There are lots of reasons why a writer might feel discouraged. Rejection is a big one. Writer's block (or the phenomena that pass for it) might be another. I personally have a difficult time with productivity, or to be specific, how little of it I feel I have.

I'm not fair to myself. Does this sound familiar?

Writers have different writing styles, and they have different writing processes. My process happens to involve an enormous amount of background work for each story, followed by planning and scene-sketching - for the whole story if it's a short story, and for at least a section of several chapters if it's a novel. My plan can flex, but I like to know where I'm going.

Sometimes it's a good thing that I have lots of background work to do, because this kind of work is stuff I can do while I'm doing other things. And I have lots of other things to do. Typically I get three hours a day to write, five days a week. The hardest part is that I can't always count on having this time - unpredictable things like illness will derail my process for several days at a time.
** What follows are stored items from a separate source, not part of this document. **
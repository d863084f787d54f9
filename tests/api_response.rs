use serde_json::json;
use sqlgate::api::response::{extract_content, extract_usage, parse_model_response, parse_tool_calls};

#[test]
fn test_extract_content_with_content() {
    let response = json!({
        "choices": [{
            "message": {
                "content": "There are 4 reps.",
                "role": "assistant"
            }
        }]
    });

    let content = extract_content(&response).unwrap();
    assert_eq!(content, Some("There are 4 reps.".to_string()));
}

#[test]
fn test_extract_content_without_content() {
    let response = json!({
        "choices": [{
            "message": {
                "role": "assistant",
                "content": null
            }
        }]
    });

    let content = extract_content(&response).unwrap();
    assert_eq!(content, None);
}

#[test]
fn test_extract_content_empty_choices() {
    let response = json!({
        "choices": []
    });

    let result = extract_content(&response);
    assert!(result.is_err());
}

#[test]
fn test_parse_tool_calls_with_tools() {
    let response = json!({
        "choices": [{
            "message": {
                "role": "assistant",
                "tool_calls": [
                    {
                        "id": "call_123",
                        "type": "function",
                        "function": {
                            "name": "execute_sql",
                            "arguments": "{\"query\": \"SELECT * FROM reps\"}"
                        }
                    }
                ]
            }
        }]
    });

    let tool_calls = parse_tool_calls(&response).unwrap();
    assert!(tool_calls.is_some());
    let calls = tool_calls.unwrap();
    assert_eq!(calls.len(), 1);
    assert_eq!(calls[0]["id"], "call_123");
}

#[test]
fn test_parse_tool_calls_empty_array() {
    let response = json!({
        "choices": [{
            "message": {
                "role": "assistant",
                "tool_calls": []
            }
        }]
    });

    let tool_calls = parse_tool_calls(&response).unwrap();
    assert!(tool_calls.is_none());
}

#[test]
fn test_parse_model_response_plain_answer() {
    let response = json!({
        "choices": [{
            "message": {
                "role": "assistant",
                "content": "No query needed"
            }
        }],
        "usage": {"prompt_tokens": 12, "completion_tokens": 3, "total_tokens": 15}
    });

    let parsed = parse_model_response(&response, false).unwrap();
    assert_eq!(parsed.content_str(), "No query needed");
    assert!(!parsed.has_tool_calls());
    assert_eq!(parsed.usage.unwrap().total_tokens, 15);
}

#[test]
fn test_parse_model_response_keeps_raw_argument_text() {
    let response = json!({
        "choices": [{
            "message": {
                "role": "assistant",
                "content": null,
                "tool_calls": [{
                    "id": "call_1",
                    "type": "function",
                    "function": {"name": "execute_sql", "arguments": "{not json"}
                }]
            }
        }]
    });

    let parsed = parse_model_response(&response, false).unwrap();
    assert_eq!(parsed.content, None);
    assert_eq!(parsed.tool_calls.len(), 1);
    assert_eq!(parsed.tool_calls[0].id, "call_1");
    assert_eq!(parsed.tool_calls[0].function.arguments, "{not json");
}

#[test]
fn test_parse_model_response_stringifies_object_arguments() {
    let response = json!({
        "choices": [{
            "message": {
                "role": "assistant",
                "tool_calls": [{
                    "id": "call_1",
                    "function": {"name": "execute_sql", "arguments": {"query": "SELECT 1"}}
                }]
            }
        }]
    });

    let parsed = parse_model_response(&response, false).unwrap();
    let arguments: serde_json::Value =
        serde_json::from_str(&parsed.tool_calls[0].function.arguments).unwrap();
    assert_eq!(arguments, json!({"query": "SELECT 1"}));
    assert_eq!(parsed.tool_calls[0].tool_type, "function");
}

#[test]
fn test_parse_model_response_skips_calls_without_id() {
    let response = json!({
        "choices": [{
            "message": {
                "role": "assistant",
                "tool_calls": [
                    {"function": {"name": "execute_sql", "arguments": "{}"}},
                    {"id": "", "function": {"name": "execute_sql", "arguments": "{}"}},
                    {"id": "call_3", "function": {"name": "execute_sql"}}
                ]
            }
        }]
    });

    let parsed = parse_model_response(&response, false).unwrap();
    assert_eq!(parsed.tool_calls.len(), 1);
    assert_eq!(parsed.tool_calls[0].id, "call_3");
    assert_eq!(parsed.tool_calls[0].function.arguments, "");
}

#[test]
fn test_parse_model_response_keeps_nameless_call_with_id() {
    let response = json!({
        "choices": [{
            "message": {
                "role": "assistant",
                "tool_calls": [
                    {"id": "call_2", "function": {"arguments": "{}"}},
                    {"id": "call_4"}
                ]
            }
        }]
    });

    let parsed = parse_model_response(&response, false).unwrap();
    assert_eq!(parsed.tool_calls.len(), 2);
    assert_eq!(parsed.tool_calls[0].id, "call_2");
    assert_eq!(parsed.tool_calls[0].function.name, "");
    assert_eq!(parsed.tool_calls[0].function.arguments, "{}");
    assert_eq!(parsed.tool_calls[1].function.name, "");
}

#[test]
fn test_extract_usage_missing_or_malformed() {
    assert!(extract_usage(&json!({"choices": []})).is_none());
    assert!(extract_usage(&json!({"usage": "lots"})).is_none());

    let partial = extract_usage(&json!({"usage": {"total_tokens": 9}})).unwrap();
    assert_eq!(partial.total_tokens, 9);
    assert_eq!(partial.prompt_tokens, 0);
}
I write scene by scene. When I have a draft, I get critique. I usually then have to take the draft apart on first revision and change something major (how major depends on the story). I write stories that go somewhere, that have character arcs for multiple characters. It takes me forever. I watch people around me talking about all their story submissions and/or acceptances and I know that's not something I'll be able to achieve for a number of years, or possibly ever. Even if my time goes up, I'm still not going to change into a flash fiction writer overnight.

I imagine though that other people experience different kinds of frustrations with their productivity. Like writing a whole bunch of stories and not having them land anywhere. Or having to trunk things because they don't know what to do with them or where to sell them.

The thing is, the Muse works differently for different people. I find if I try to change my style, I can't function at all. To some extent you have to go with that.

On the other hand, I have learned some things that help. One is that I've learned to keep my Muse awake - i.e. not to lose my drive and inspiration - by making sure to do at least one writing thing every day. That includes pulling out what I've written last and looking over sections of it. This makes it tons easier to resume what I was doing when the free time presents itself.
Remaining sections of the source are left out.